RECORDS FOR THIS TASK →
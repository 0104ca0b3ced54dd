use crate::config::env_or;
use crate::domain::aggregate::TagCount;
use crate::domain::pipeline::{Id, Opportunity};
use serde::Serialize;
use std::collections::HashMap;
use std::sync::{Arc, PoisonError, RwLock};
use std::time::Duration;
use tokio::sync::broadcast;
use tokio::time::Instant;

const DEFAULT_TTL_SECS: u64 = 300;
const STALE_WINDOWS: u32 = 3;
const EVENT_CAPACITY: usize = 32;

#[derive(Debug, Clone)]
pub struct CacheOptions {
    pub ttl: Duration,
}

impl Default for CacheOptions {
    fn default() -> Self {
        Self {
            ttl: Duration::from_secs(DEFAULT_TTL_SECS),
        }
    }
}

impl CacheOptions {
    pub fn from_env() -> Self {
        Self {
            ttl: Duration::from_secs(env_or("PIPELINES_CACHE_TTL_SECS", DEFAULT_TTL_SECS)),
        }
    }
}

#[derive(Debug, Clone, Copy, PartialEq, Eq, Serialize)]
#[serde(rename_all = "lowercase")]
pub enum CacheState {
    Fresh,
    Stale,
    Expired,
    Absent,
}

impl CacheState {
    pub fn is_usable(self) -> bool {
        matches!(self, CacheState::Fresh | CacheState::Stale)
    }
}

#[derive(Debug)]
pub struct CacheEntry {
    pub opportunities: Arc<Vec<Opportunity>>,
    pub stored_at: Instant,
    pub complete: bool,
}

impl CacheEntry {
    pub fn age(&self) -> Duration {
        self.stored_at.elapsed()
    }
}

#[derive(Debug, Clone)]
pub struct TagSnapshot {
    pub counts: Vec<TagCount>,
    pub collected_at: Instant,
    pub complete: bool,
}

#[derive(Debug, Clone, PartialEq, Eq)]
pub enum CacheEvent {
    OpportunitiesReplaced {
        pipeline_id: Id,
        records: usize,
        complete: bool,
    },
    TagsUpdated {
        pipeline_id: Id,
    },
    Cleared,
}

#[derive(Debug, Clone, PartialEq, Eq, Serialize)]
#[serde(rename_all = "camelCase")]
pub struct CacheStatus {
    pub pipeline_id: Id,
    pub state: CacheState,
    pub age_secs: Option<u64>,
    pub records: usize,
    pub complete: bool,
}

/// Opportunity writes are announced by the writer through [`OpportunityCache::publish`]; tag
/// writes and clears announce themselves.
#[derive(Debug)]
pub struct OpportunityCache {
    opts: CacheOptions,
    entries: RwLock<HashMap<Id, Arc<CacheEntry>>>,
    tags: RwLock<HashMap<Id, Arc<TagSnapshot>>>,
    events: broadcast::Sender<CacheEvent>,
}

impl Default for OpportunityCache {
    fn default() -> Self {
        Self::new(CacheOptions::default())
    }
}

impl OpportunityCache {
    pub fn new(opts: CacheOptions) -> Self {
        let (events, _) = broadcast::channel(EVENT_CAPACITY);
        Self {
            opts,
            entries: RwLock::new(HashMap::new()),
            tags: RwLock::new(HashMap::new()),
            events,
        }
    }

    pub fn ttl(&self) -> Duration {
        self.opts.ttl
    }

    pub fn state_for_age(&self, age: Duration) -> CacheState {
        if age < self.opts.ttl {
            CacheState::Fresh
        } else if age < self.opts.ttl.saturating_mul(STALE_WINDOWS) {
            CacheState::Stale
        } else {
            CacheState::Expired
        }
    }

    /// The stored entry with its current state, including expired entries.
    pub fn lookup(&self, pipeline_id: &Id) -> (Option<Arc<CacheEntry>>, CacheState) {
        let entry = self
            .entries
            .read()
            .unwrap_or_else(PoisonError::into_inner)
            .get(pipeline_id)
            .cloned();
        match entry {
            Some(entry) => {
                let state = self.state_for_age(entry.age());
                (Some(entry), state)
            }
            None => (None, CacheState::Absent),
        }
    }

    pub fn get(&self, pipeline_id: &Id) -> Option<Arc<CacheEntry>> {
        match self.lookup(pipeline_id) {
            (Some(entry), state) if state.is_usable() => Some(entry),
            _ => None,
        }
    }

    /// Replaces the entry for `pipeline_id` wholesale (last writer wins). Publishes nothing.
    pub fn set(&self, pipeline_id: &Id, opportunities: Vec<Opportunity>, complete: bool) -> Arc<CacheEntry> {
        let records = opportunities.len();
        let entry = Arc::new(CacheEntry {
            opportunities: Arc::new(opportunities),
            stored_at: Instant::now(),
            complete,
        });
        self.entries
            .write()
            .unwrap_or_else(PoisonError::into_inner)
            .insert(pipeline_id.clone(), entry.clone());

        tracing::info!(%pipeline_id, records, complete, "opportunity cache replaced");
        entry
    }

    pub fn clear(&self) {
        self.entries
            .write()
            .unwrap_or_else(PoisonError::into_inner)
            .clear();
        self.tags
            .write()
            .unwrap_or_else(PoisonError::into_inner)
            .clear();
        tracing::info!("opportunity cache cleared");
        self.publish(CacheEvent::Cleared);
    }

    pub fn tags(&self, pipeline_id: &Id) -> Option<Arc<TagSnapshot>> {
        self.tags
            .read()
            .unwrap_or_else(PoisonError::into_inner)
            .get(pipeline_id)
            .cloned()
    }

    pub fn set_tags(&self, pipeline_id: &Id, counts: Vec<TagCount>, complete: bool) {
        let snapshot = Arc::new(TagSnapshot {
            counts,
            collected_at: Instant::now(),
            complete,
        });
        self.tags
            .write()
            .unwrap_or_else(PoisonError::into_inner)
            .insert(pipeline_id.clone(), snapshot);
        self.publish(CacheEvent::TagsUpdated {
            pipeline_id: pipeline_id.clone(),
        });
    }

    pub fn subscribe(&self) -> broadcast::Receiver<CacheEvent> {
        self.events.subscribe()
    }

    pub fn status(&self, pipeline_id: &Id) -> CacheStatus {
        let (entry, state) = self.lookup(pipeline_id);
        CacheStatus {
            pipeline_id: pipeline_id.clone(),
            state,
            age_secs: entry.as_ref().map(|e| e.age().as_secs()),
            records: entry.as_ref().map_or(0, |e| e.opportunities.len()),
            complete: entry.as_ref().is_some_and(|e| e.complete),
        }
    }

    pub fn publish(&self, event: CacheEvent) {
        // No subscribers is fine.
        let _ = self.events.send(event);
    }
}

#[cfg(test)]
mod tests {
    use super::*;
    use crate::upstream::fake::opps;

    #[tokio::test(start_paused = true)]
    async fn entries_age_through_fresh_stale_expired() {
        let cache = OpportunityCache::default();
        let id = Id::from(1);
        assert_eq!(cache.lookup(&id).1, CacheState::Absent);

        cache.set(&id, opps(3), true);
        assert_eq!(cache.lookup(&id).1, CacheState::Fresh);

        tokio::time::advance(Duration::from_secs(300)).await;
        assert_eq!(cache.lookup(&id).1, CacheState::Stale);
        assert!(cache.get(&id).is_some());

        tokio::time::advance(Duration::from_secs(599)).await;
        assert_eq!(cache.lookup(&id).1, CacheState::Stale);

        tokio::time::advance(Duration::from_secs(1)).await;
        assert_eq!(cache.lookup(&id).1, CacheState::Expired);
        assert!(cache.get(&id).is_none());
    }

    #[tokio::test]
    async fn snapshots_survive_replacement() {
        let cache = OpportunityCache::default();
        let id = Id::from(1);
        cache.set(&id, opps(2), false);
        let before = cache.get(&id).unwrap();

        cache.set(&id, opps(5), true);
        assert_eq!(before.opportunities.len(), 2);
        assert!(!before.complete);
        assert_eq!(cache.get(&id).unwrap().opportunities.len(), 5);
    }

    #[tokio::test]
    async fn entries_are_keyed_per_pipeline() {
        let cache = OpportunityCache::default();
        cache.set(&Id::from(1), opps(2), true);
        assert!(cache.get(&Id::from(2)).is_none());
        assert_eq!(cache.status(&Id::from(1)).records, 2);
    }

    #[tokio::test]
    async fn writes_and_clear_notify_subscribers() {
        let cache = OpportunityCache::default();
        let mut rx = cache.subscribe();
        let id = Id::from(9);

        cache.set(&id, opps(4), true);
        assert!(rx.try_recv().is_err());
        cache.publish(CacheEvent::OpportunitiesReplaced {
            pipeline_id: id.clone(),
            records: 4,
            complete: true,
        });
        cache.set_tags(&id, vec![TagCount { name: "vip".into(), count: 2 }], true);
        cache.clear();

        assert_eq!(
            rx.recv().await.unwrap(),
            CacheEvent::OpportunitiesReplaced {
                pipeline_id: id.clone(),
                records: 4,
                complete: true
            }
        );
        assert_eq!(rx.recv().await.unwrap(), CacheEvent::TagsUpdated { pipeline_id: id.clone() });
        assert_eq!(rx.recv().await.unwrap(), CacheEvent::Cleared);

        let status = cache.status(&id);
        assert_eq!(status.state, CacheState::Absent);
        assert_eq!(status.records, 0);
        assert!(cache.tags(&id).is_none());
    }

    #[test]
    fn status_serializes_for_the_api() {
        let cache = OpportunityCache::default();
        let v = serde_json::to_value(cache.status(&Id::from(3))).unwrap();
        assert_eq!(v["state"], "absent");
        assert_eq!(v["pipelineId"], "3");
        assert_eq!(v["ageSecs"], serde_json::Value::Null);
    }
}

TO DO → Copy out each line of the data that includes the string "broadcast".

ANSWER SECTION →
use tokio::sync::broadcast;
    events: broadcast::Sender<CacheEvent>,
        let (events, _) = broadcast::channel(EVENT_CAPACITY);
    pub fn subscribe(&self) -> broadcast::Receiver<CacheEvent> {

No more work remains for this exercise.